Semiconductor Materials and Devices Group

email: c.jin@sheffield.ac.uk
tel: +44 (0)114 222 5176
ext: 25176
room: F164a, The Sir Frederick Mappin Building


Education

  • 10.2004 – 05.2008  Ph.D. in Electronic and Electrical Engineering, University of Sheffield, UK
  • 09.2000 – 07.2003  M.Sc. in Microelectronics and Solid-State Electronics, Institute of Semiconductors, Chinese Academy of Sciences, China
  • 09.1996 – 07.2000  B.Sc. in Physics, Nanjing University, China

Appointments

  • 10.2015 – now  Vice-Chancellor’s Fellow, University of Sheffield, UK.
  • 01.2015 – 10.2015  Senior Photonics Scientist, Effect Photonics B.V., the Netherlands.
  • 04.2013 – 12.2014  Optical Chip Designer, Effect Photonics B.V., the Netherlands.
  • 10.2010 – 04.2013  Postdoc, Eindhoven University of Technology, the Netherlands.
  • 10.2008 – 10.2010  JSPS Research Fellow, Kobe University, Japan.
  • 03.2008 – 10.2008  Research Fellow, Kobe University, Japan.
  • 08.2003 – 09.2004  Research Assistant, Institute of Semiconductors, Chinese Academy of Sciences, China.

Research Interests

  1. Photonic switches and micro-/nano-cavity lasers;
  2. Ultrafast photonics and ultrafast optical spectroscopy;
  3. Photonic quantum devices;
  4. Nano-photonic integration.

Research Statement

One of the key solutions to reduce the global energy consumption of today’s information systems is to deploy all-optical networks between an ever-increasing number of electronic processing units such as data centres, cell towers, computers, and smart phones. The ambition behind my research activities is to develop novel photonic components to replace those relatively low-speed and energy-consuming electronic devices that are widely used in today’s fibre communication systems and computer systems. In this regard, photonic switch is one of the important devices that encodes information stream into ultrafast optical pulses. To achieve the energy efficient goal, we have formulated the fundamental limitation of photonic switches and find out there are two general ways to further scale down the energy consumption at ultrafast operation speed. One of the methods is to make the device footprint ultra-small. This points to the research domain of nano-photonics. Another method is to increase the field confinement of a so-called optical cavity, leading to the research field of cavity quantum electrodynamics. Combining those two research directions together, by efficiently controlling the field confinement of nano-photonic devices, we can further reduce the energy consumption of photonic switches without sacrificing the operation speed. This overcomes the long-term energy-barrier besetting conventional photonic switching technologies for a few decades.

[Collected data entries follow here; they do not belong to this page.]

use chrono::{Days, NaiveDate};
use tokio::sync::oneshot;
use ulid::Ulid;

use crate::clock;
use crate::directory::Snapshot;
use crate::limits::*;
use crate::model::*;
use crate::notify::ConfirmationNotice;
use crate::observability;
use crate::slots;
use crate::token::CancelToken;

use super::rules;
use super::overlap;
use super::{Engine, EngineError, Locator, WalCommand};

/// A reservation request as assembled by the caller. `end` is never supplied;
/// the occupied interval is derived from the grid's fixed duration.
#[derive(Debug, Clone)]
pub struct Candidate {
    pub house: HouseId,
    pub court: CourtId,
    pub date: NaiveDate,
    pub start: Minute,
    pub booker_name: String,
    pub booker_email: Option<String>,
    pub booker_phone: Option<String>,
}

#[derive(Debug, Clone, Copy, PartialEq, Eq)]
pub enum CancelOutcome {
    Cancelled,
    /// The token was valid but the reservation was already cancelled.
    /// Repeated cancellation clicks must not error.
    AlreadyCancelled,
}

fn validate(candidate: &Candidate, snapshot: &Snapshot) -> Result<(), EngineError> {
    if candidate.booker_name.trim().is_empty() {
        return Err(EngineError::InvalidInput("booker_name is required"));
    }
    if candidate.booker_name.len() > MAX_NAME_LEN {
        return Err(EngineError::LimitExceeded("booker name too long"));
    }
    if let Some(email) = &candidate.booker_email
        && email.len() > MAX_EMAIL_LEN
    {
        return Err(EngineError::LimitExceeded("booker email too long"));
    }
    if let Some(phone) = &candidate.booker_phone
        && phone.len() > MAX_PHONE_LEN
    {
        return Err(EngineError::LimitExceeded("booker phone too long"));
    }
    if !slots::is_grid_start(candidate.start) {
        return Err(EngineError::OffGrid(candidate.start));
    }
    if snapshot.active_court(&candidate.court).is_none() {
        return Err(EngineError::UnknownCourt(candidate.court.clone()));
    }
    if snapshot.active_house(&candidate.house).is_none() {
        return Err(EngineError::UnknownHouse(candidate.house.clone()));
    }
    Ok(())
}

impl Engine {
    /// Atomic admission. Window, house cap, and overlap are all evaluated
    /// against live data while the (house, court) ledger mutex and the
    /// (court, date) partition write lock are held; the row is inserted only
    /// after its WAL record is durable. Concurrent requests for overlapping
    /// slots resolve to exactly one winner.
    pub async fn admit(&self, candidate: Candidate) -> Result<Reservation, EngineError> {
        let started = std::time::Instant::now();
        let result = self.admit_inner(candidate).await;
        metrics::counter!(
            observability::ADMISSIONS_TOTAL,
            "outcome" => observability::outcome_label(&result)
        )
        .increment(1);
        metrics::histogram!(observability::ADMISSION_DURATION_SECONDS)
            .record(started.elapsed().as_secs_f64());
        result
    }

    async fn admit_inner(&self, candidate: Candidate) -> Result<Reservation, EngineError> {
        let snapshot = self
            .directory
            .snapshot()
            .map_err(|e| EngineError::Storage(e.to_string()))?;
        validate(&candidate, &snapshot)?;

        let range = slots::slot_range(candidate.start);

        // Lock order: ledger mutex, then partition write lock. Window, cap,
        // and overlap are all judged inside the serialized section, with one
        // canonical civil-date read shared by the first two.
        let ledger = self.ledger_entry(&candidate.house, &candidate.court);
        let mut ledger_guard = ledger.lock().await;
        let today = self.clock.today();
        rules::check_window(candidate.date, today)?;
        rules::check_house_cap(
            ledger_guard.future_count(today),
            &candidate.house,
            &candidate.court,
        )?;

        let key = PartitionKey {
            court: candidate.court.clone(),
            date: candidate.date,
        };
        let part = self.partition_entry(&key);
        let mut part_guard = part.write().await;
        if let Some(hit) = overlap::find_conflict(&part_guard.reservations, &range) {
            return Err(EngineError::SlotTaken(hit.id));
        }

        let id = Ulid::new();
        let token = CancelToken::mint();
        let created_at_ms = clock::unix_ms();
        let event = Event::ReservationConfirmed {
            id,
            court: candidate.court.clone(),
            house: candidate.house.clone(),
            date: candidate.date,
            range,
            booker_name: candidate.booker_name.clone(),
            booker_email: candidate.booker_email.clone(),
            booker_phone: candidate.booker_phone.clone(),
            cancel_token: token.clone(),
            created_at_ms,
        };
        self.wal_append(&event).await?;

        let reservation = Reservation {
            id,
            court: candidate.court,
            house: candidate.house,
            date: candidate.date,
            range,
            status: ReservationStatus::Confirmed,
            booker_name: candidate.booker_name,
            booker_email: candidate.booker_email,
            booker_phone: candidate.booker_phone,
            cancel_token: token.clone(),
            created_at_ms,
        };
        part_guard.insert_sorted(reservation.clone());
        ledger_guard.insert(id, reservation.date);
        self.tokens.insert(token.as_str().to_owned(), id);
        self.locator.insert(
            id,
            Locator {
                key,
                house: reservation.house.clone(),
            },
        );

        // Fire-and-forget hand-off to the mailer boundary.
        self.notify.send(ConfirmationNotice {
            booking_id: id,
            email: reservation.booker_email.clone(),
            booker_name: reservation.booker_name.clone(),
            booking_date: reservation.date,
            start_time: format_hhmm(range.start),
            court_name: snapshot.court_name(&reservation.court),
            house_name: snapshot.house_name(&reservation.house),
            cancellation_token: token.as_str().to_owned(),
        });

        Ok(reservation)
    }

    /// Advisory rule validation (window first, then cap) for fast feedback
    /// ahead of `admit`. Never sufficient on its own — `admit` re-evaluates
    /// everything under the locks.
    pub async fn preflight(
        &self,
        house: &HouseId,
        court: &CourtId,
        date: NaiveDate,
    ) -> Result<(), EngineError> {
        let snapshot = self
            .directory
            .snapshot()
            .map_err(|e| EngineError::Storage(e.to_string()))?;
        if snapshot.active_court(court).is_none() {
            return Err(EngineError::UnknownCourt(court.clone()));
        }
        if snapshot.active_house(house).is_none() {
            return Err(EngineError::UnknownHouse(house.clone()));
        }
        let today = self.clock.today();
        rules::check_window(date, today)?;
        let ledger = self.ledger_entry(house, court);
        let future = ledger.lock().await.future_count(today);
        rules::check_house_cap(future, house, court)
    }

    /// One-time, idempotent transition to cancelled. The status flip is the
    /// only field change; the token keeps resolving afterwards so repeated
    /// clicks report `AlreadyCancelled` instead of erroring.
    pub async fn cancel_by_token(&self, token: &str) -> Result<CancelOutcome, EngineError> {
        let result = self.cancel_inner(token).await;
        let outcome = match &result {
            Ok(CancelOutcome::Cancelled) => "cancelled",
            Ok(CancelOutcome::AlreadyCancelled) => "already_cancelled",
            Err(EngineError::Storage(_)) => "storage",
            Err(_) => "invalid_token",
        };
        metrics::counter!(observability::CANCELLATIONS_TOTAL, "outcome" => outcome).increment(1);
        result
    }

    async fn cancel_inner(&self, token: &str) -> Result<CancelOutcome, EngineError> {
        let id = self
            .tokens
            .get(token)
            .map(|e| *e.value())
            .ok_or(EngineError::InvalidToken)?;
        let loc = self
            .locator
            .get(&id)
            .map(|e| e.value().clone())
            .ok_or(EngineError::InvalidToken)?;

        let ledger = self.ledger_entry(&loc.house, &loc.key.court);
        let mut ledger_guard = ledger.lock().await;
        let part = self
            .partitions
            .get(&loc.key)
            .map(|e| e.value().clone())
            .ok_or(EngineError::InvalidToken)?;
        let mut part_guard = part.write().await;

        let pos = part_guard.position(id).ok_or(EngineError::InvalidToken)?;
        if !part_guard.reservations[pos].is_confirmed() {
            return Ok(CancelOutcome::AlreadyCancelled);
        }

        self.wal_append(&Event::ReservationCancelled { id }).await?;
        part_guard.reservations[pos].status = ReservationStatus::Cancelled;
        ledger_guard.remove(id);
        Ok(CancelOutcome::Cancelled)
    }

    /// Administrative hard removal. Bypasses no invariants — it only removes
    /// a row and its index entries.
    pub async fn delete_reservation(&self, id: Ulid) -> Result<(), EngineError> {
        let loc = self
            .locator
            .get(&id)
            .map(|e| e.value().clone())
            .ok_or(EngineError::NotFound(id))?;

        let ledger = self.ledger_entry(&loc.house, &loc.key.court);
        let mut ledger_guard = ledger.lock().await;
        let part = self
            .partitions
            .get(&loc.key)
            .map(|e| e.value().clone())
            .ok_or(EngineError::NotFound(id))?;
        let mut part_guard = part.write().await;
        if part_guard.position(id).is_none() {
            return Err(EngineError::NotFound(id));
        }

        self.wal_append(&Event::ReservationDeleted { id }).await?;
        if let Some(removed) = part_guard.remove(id) {
            self.tokens.remove(removed.cancel_token.as_str());
        }
        self.locator.remove(&id);
        ledger_guard.remove(id);
        metrics::counter!(observability::ADMIN_DELETES_TOTAL).increment(1);
        Ok(())
    }

    // ── WAL maintenance ──────────────────────────────────────

    /// Compact the WAL by rewriting it with only the events needed to
    /// recreate the current state. Partitions past the retention horizon are
    /// dropped along with their index entries.
    pub async fn compact_wal(&self) -> Result<(), EngineError> {
        let today = self.clock.today();
        let cutoff = today
            .checked_sub_days(Days::new(RETENTION_DAYS))
            .unwrap_or(today);

        // Phase 1: drop expired partitions and their index entries.
        let keys: Vec<PartitionKey> = self.partitions.iter().map(|e| e.key().clone()).collect();
        for key in &keys {
            if key.date >= cutoff {
                continue;
            }
            let Some((_, part)) = self.partitions.remove(key) else {
                continue;
            };
            let guard = part.read().await;
            for r in &guard.reservations {
                self.tokens.remove(r.cancel_token.as_str());
                self.locator.remove(&r.id);
            }
        }
        let ledgers: Vec<_> = self.ledgers.iter().map(|e| e.value().clone()).collect();
        for ledger in ledgers {
            ledger.lock().await.prune_before(cutoff);
        }
        metrics::gauge!(observability::PARTITIONS_ACTIVE).set(self.partitions.len() as f64);

        // Phase 2: snapshot the surviving rows.
        let mut events = Vec::new();
        let keys: Vec<PartitionKey> = self.partitions.iter().map(|e| e.key().clone()).collect();
        for key in keys {
            let Some(part) = self.partitions.get(&key).map(|e| e.value().clone()) else {
                continue;
            };
            let guard = part.read().await;
            for r in &guard.reservations {
                events.push(Event::ReservationConfirmed {
                    id: r.id,
                    court: r.court.clone(),
                    house: r.house.clone(),
                    date: r.date,
                    range: r.range,
                    booker_name: r.booker_name.clone(),
                    booker_email: r.booker_email.clone(),
                    booker_phone: r.booker_phone.clone(),
                    cancel_token: r.cancel_token.clone(),
                    created_at_ms: r.created_at_ms,
                });
                if !r.is_confirmed() {
                    events.push(Event::ReservationCancelled { id: r.id });
                }
            }
        }

        let (tx, rx) = oneshot::channel();
        self.wal_tx
            .send(WalCommand::Compact {
                events,
                response: tx,
            })
            .await
            .map_err(|_| EngineError::Storage("WAL writer shut down".into()))?;
        rx.await
            .map_err(|_| EngineError::Storage("WAL writer dropped response".into()))?
            .map_err(|e| EngineError::Storage(e.to_string()))
    }

    pub async fn wal_appends_since_compact(&self) -> u64 {
        let (tx, rx) = oneshot::channel();
        if self
            .wal_tx
            .send(WalCommand::AppendsSinceCompact { response: tx })
            .await
            .is_err()
        {
            return 0;
        }
        rx.await.unwrap_or(0)
    }
}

Our fundamental breakthroughs enable several practical devices that can be further developed into a research subject on ultrafast photonic integration. The integrated photonic circuit can act as an on-chip transmitter that generates encoded signals consisting of ultrafast lasing pules. The success of building up such nano-photonic circuit offers an attractive solution for some of today’s extremely challenging problems, such as how to make the multiple-core computer processor more powerful and cooler.

Research Impact

Optical networks are already the default solution for high capacity and long distance data transfer, but for optics to succeed in short-reach information networks, the technology must become intimately integrated. This poses tremendous engineering challenges and yet in the meantime provides enormous opportunities for investigations into optical information processing at nano-scale. Our research projects will form a part of the strong research efforts to seek the possibility to use semiconductor nano-materials in the global research framework of nano-photonic interconnection.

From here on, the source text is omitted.